Когда подошла колонна могучих рослых рабов, купцы обступили ее, спеша перебить друг у друга покупку и норовя приобрести для перепродажи по десять – двадцать человек. Однако Хасан не спешил, лицо его оставалось невозмутимым среди всеобщего галдежа и звона монет, среди разноязыкого гвалта и возникавших тут же склок. У Хасана уже был уговор с правителем Арраана Алпамиром о продаже всех двухсот рабов. И к концу дня, когда покупатели разошлись несолоно хлебавши, явился сам Алпамир в окружении угодливой свиты и десятерых охранников-нубийцев. Он оглядел ряды отборных и протянул руку Хасану:

– Я доверяю тебе!

– Нет для меня ничего дороже твоего доверия! – горячо ответил Хасан, медное лицо его просветлело, он довольно запыхтел.

Алпамир поднял руку. Сверкнули дорогие перстни на его сухих пальцах, и блеск самоцветов, как чары, поверг всех в оцепенение.

– Кипчаки! – заговорил Алпамир по-кипчакски. – Сородичи мои, выросшие на бескрайних степных просторах, обожженные солнцем и ветрами, выносливые и отважные! По воле Бога прибыли вы в эту благословенную страну, и прошу вас отныне не считать себя рабами! Отныне вы – воины великого султана!..

– …а-а-а-а-а! – раздалось в ответ как мощное эхо: это кричали бывшие рабы в приливе высокой благодарности и восторга жизни. Алпамир выждал отлива и снова поднял руку – мгновенно настала тишина: люди уже повиновались ему и не принадлежали себе, хотя и были объявлены вольными.
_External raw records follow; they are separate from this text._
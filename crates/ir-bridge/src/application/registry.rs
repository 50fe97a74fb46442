//! Registry: every known device, plus the named command table.
//!
//! Front ends hand the registry whatever identifier their client supplied
//! and get back a [`Device`].  Resolution tries, in order:
//!
//! 1. an exact alias (every device has at least its host as an alias);
//! 2. `"default"`, meaning the first device ever registered (not found,
//!    without any network attempt, while the registry is empty);
//! 3. a scan of known devices by host, MAC address (any separator style) or
//!    resolved address;
//! 4. a fresh device for the identifier, kept only if it connects.
//!
//! # Concurrency
//!
//! All mutation goes through one `RwLock` writer.  Lookups clone what they
//! need out of the lock before touching the network, so a slow handshake
//! never blocks other requests.

use std::collections::HashMap;
use std::fmt;
use std::net::IpAddr;
use std::sync::Arc;
use std::time::Duration;

use ir_core::{decode_text, CanonicalPacket};
use parking_lot::RwLock;
use tracing::{debug, info, warn};

use crate::application::commands::CommandTable;
use crate::application::device::Device;
use crate::domain::{BridgeError, MacAddress};
use crate::infrastructure::controller::DeviceController;

/// Alias that always refers to the first registered device.
pub const DEFAULT_ALIAS: &str = "default";

#[derive(Default)]
struct RegistryInner {
    by_alias: HashMap<String, Arc<Device>>,
    devices: Vec<Arc<Device>>,
}

/// The shared device registry.  Wrap it in an `Arc` and hand a clone to each
/// front end.
pub struct Registry {
    controller: Arc<dyn DeviceController>,
    commands: CommandTable,
    inner: RwLock<RegistryInner>,
}

impl Registry {
    pub fn new(controller: Arc<dyn DeviceController>) -> Self {
        Self {
            controller,
            commands: CommandTable::new(),
            inner: RwLock::new(RegistryInner::default()),
        }
    }

    // ── Resolution ────────────────────────────────────────────────────────────

    /// Finds the device for `id`, connecting to it on demand if it is not
    /// known yet.
    ///
    /// # Errors
    ///
    /// Returns [`BridgeError::NotFound`] when nothing matched and no device
    /// answered at `id`.
    pub fn resolve(&self, id: &str) -> Result<Arc<Device>, BridgeError> {
        let devices = {
            let inner = self.inner.read();
            if let Some(device) = inner.by_alias.get(id) {
                return Ok(Arc::clone(device));
            }
            if id == DEFAULT_ALIAS {
                return inner
                    .devices
                    .first()
                    .cloned()
                    .ok_or_else(|| BridgeError::NotFound(id.to_string()));
            }
            inner.devices.clone()
        };

        if let Some(device) = Self::scan(&devices, id) {
            return Ok(device);
        }

        debug!("{id}: not registered, trying on demand");
        let device = Arc::new(Device::new(id, Arc::clone(&self.controller), self.commands.clone()));
        if !device.ensure_connected() {
            return Err(BridgeError::NotFound(id.to_string()));
        }

        match self.register_device(Arc::clone(&device), None) {
            Some(registered) => Ok(registered),
            // Another request registered the same host while we connected.
            None => self
                .inner
                .read()
                .by_alias
                .get(id)
                .cloned()
                .ok_or_else(|| BridgeError::NotFound(id.to_string())),
        }
    }

    /// Looks for `id` among known devices.  Matching by MAC or address needs
    /// a connection, so this may contact devices that are not connected yet.
    fn scan(devices: &[Arc<Device>], id: &str) -> Option<Arc<Device>> {
        if let Some(device) = devices.iter().find(|d| d.host() == id) {
            return Some(Arc::clone(device));
        }

        let mac = MacAddress::parse(id);
        let ip = id.parse::<IpAddr>().ok();
        if mac.is_none() && ip.is_none() {
            return None;
        }

        devices
            .iter()
            .find(|device| {
                if !device.ensure_connected() {
                    return false;
                }
                (mac.is_some() && device.cached_mac() == mac)
                    || ip.is_some_and(|ip| device.addresses().contains(&ip))
            })
            .cloned()
    }

    /// Resolves `id` and transmits `payload` on it.
    ///
    /// # Errors
    ///
    /// - [`BridgeError::NotFound`] for unknown devices.
    /// - [`BridgeError::InvalidCode`] for undecodable payloads.
    /// - [`BridgeError::ConnectionFailed`] when the device was found but could
    ///   not be reached or refused the packet.  The next call reconnects.
    pub fn transmit(&self, id: &str, payload: &[u8], repeat: Option<u32>) -> Result<(), BridgeError> {
        let device = self.resolve(id)?;
        if device.transmit(payload, repeat)? {
            Ok(())
        } else {
            Err(BridgeError::ConnectionFailed(device.to_string()))
        }
    }

    // ── Registration ──────────────────────────────────────────────────────────

    /// Creates a device for `host`, connects it, and registers it under
    /// `alias` (default: the host itself).
    ///
    /// Returns `None` without contacting the host when the alias is already
    /// taken.  A device that fails to connect is still registered and retried
    /// on first use.
    pub fn add_device(&self, host: &str, alias: Option<&str>) -> Option<Arc<Device>> {
        let alias = alias.unwrap_or(host);
        if self.inner.read().by_alias.contains_key(alias) {
            info!("{alias}: alias already registered, skipping {host}");
            return None;
        }

        let device = Arc::new(Device::new(host, Arc::clone(&self.controller), self.commands.clone()));
        if !device.ensure_connected() {
            warn!("{host}: not reachable yet, will retry on first use");
        }
        self.register_device(device, Some(alias))
    }

    /// Registers an existing device under `alias` (default: its host).
    ///
    /// Returns `None` when `alias` is already taken.
    pub fn register_device(&self, device: Arc<Device>, alias: Option<&str>) -> Option<Arc<Device>> {
        let alias = alias.unwrap_or(device.host()).to_string();

        let mut inner = self.inner.write();
        if inner.by_alias.contains_key(&alias) {
            info!("{alias}: alias already registered, skipping {}", device.host());
            return None;
        }

        inner.by_alias.insert(alias.clone(), Arc::clone(&device));
        inner.devices.push(Arc::clone(&device));
        info!("registered {device} as {alias}");
        Some(device)
    }

    /// Broadcasts for devices for `timeout` and registers every one found.
    ///
    /// Disabled (returns `false` immediately) when `timeout` is `None` or
    /// zero.  Otherwise returns whether at least one device is known
    /// afterwards.  Discovery failures are logged, not returned.
    pub fn discover(&self, timeout: Option<Duration>) -> bool {
        let Some(timeout) = timeout.filter(|t| !t.is_zero()) else {
            return false;
        };

        info!("discovering devices for {timeout:?}");
        match self.controller.discover(timeout) {
            Ok(sessions) => {
                info!("discovery found {} device(s)", sessions.len());
                for session in sessions {
                    let device = Device::from_session(
                        session,
                        Arc::clone(&self.controller),
                        self.commands.clone(),
                    );
                    self.register_device(Arc::new(device), None);
                }
            }
            Err(e) => warn!("discovery failed: {e}"),
        }

        !self.inner.read().devices.is_empty()
    }

    /// Decodes `payload` and stores it as command `name`, replacing any
    /// previous definition.
    ///
    /// # Errors
    ///
    /// Returns [`BridgeError::InvalidCommandName`] when `name` is empty or
    /// contains whitespace, and [`BridgeError::InvalidCode`] when the payload
    /// cannot be decoded.
    pub fn set_command(&self, name: &str, payload: &[u8]) -> Result<(), BridgeError> {
        if name.is_empty() || name.chars().any(char::is_whitespace) {
            return Err(BridgeError::InvalidCommandName(name.to_string()));
        }
        let (packet, _) = decode_text(payload, None)?;
        debug!("command {name}: {} byte packet", packet.len());
        self.commands.insert(name, packet);
        Ok(())
    }

    // ── Accessors ─────────────────────────────────────────────────────────────

    /// Every registered device, in registration order.
    pub fn devices(&self) -> Vec<Arc<Device>> {
        self.inner.read().devices.clone()
    }

    pub fn command_names(&self) -> Vec<String> {
        self.commands.names()
    }

    pub fn command(&self, name: &str) -> Option<CanonicalPacket> {
        self.commands.get(name)
    }

    /// Every command, in insertion order.
    pub fn commands(&self) -> Vec<(String, CanonicalPacket)> {
        self.commands.snapshot()
    }
}

impl fmt::Debug for Registry {
    fn fmt(&self, f: &mut fmt::Formatter<'_>) -> fmt::Result {
        let inner = self.inner.read();
        f.debug_struct("Registry")
            .field("aliases", &inner.by_alias.keys().collect::<Vec<_>>())
            .field("devices", &inner.devices)
            .field("commands", &self.commands.names())
            .finish()
    }
}

// ── Tests ─────────────────────────────────────────────────────────────────────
– Имя кипчаков – славное имя! – прокричал Алпамир. – Так не уроним же этой славы, доставшейся нам от предков!

– А-а-а-а-а! – кричали воины, а Илдэгис уже дергал пестрый рукав халата своего хозяина, и тот понял желание мальчишки. Он подошел к Алпамиру и шепнул ему на ухо:

– У меня есть и подарок для тебя… – и поманил пальцем Илдэгиса. – Умен, как старик, вынослив, как верблюд, самоотвержен, как перепелка в гнезде!

Алпамир лениво и презрительно глянул на Илдэгиса: в чем душа держится? Недовольно поморщился, но Хасан заговорил снова:

– Малую звезду на небе трудно разглядеть, Алпамир… Но поверь моему острому глазу!

Алпамир кивнул головой согласно, и судьба Илдэгиса решилась…

…И он стал впоследствии правителем этой страны.

Дети его и внуки разрослись в большой и могущественный род.

Они долго еще правили великой и благодатной страной Иран.

Они правили до нашего прихода туда.

Но кровь сильного и благородного человека не исчезает бесследно, и вот настали времена, когда благородство, ум и талант стали цениться еще более. И снова на черном ночном небе проступают яркие звезды, потом – созвездия, где острому глазу видна и самая малая звезда.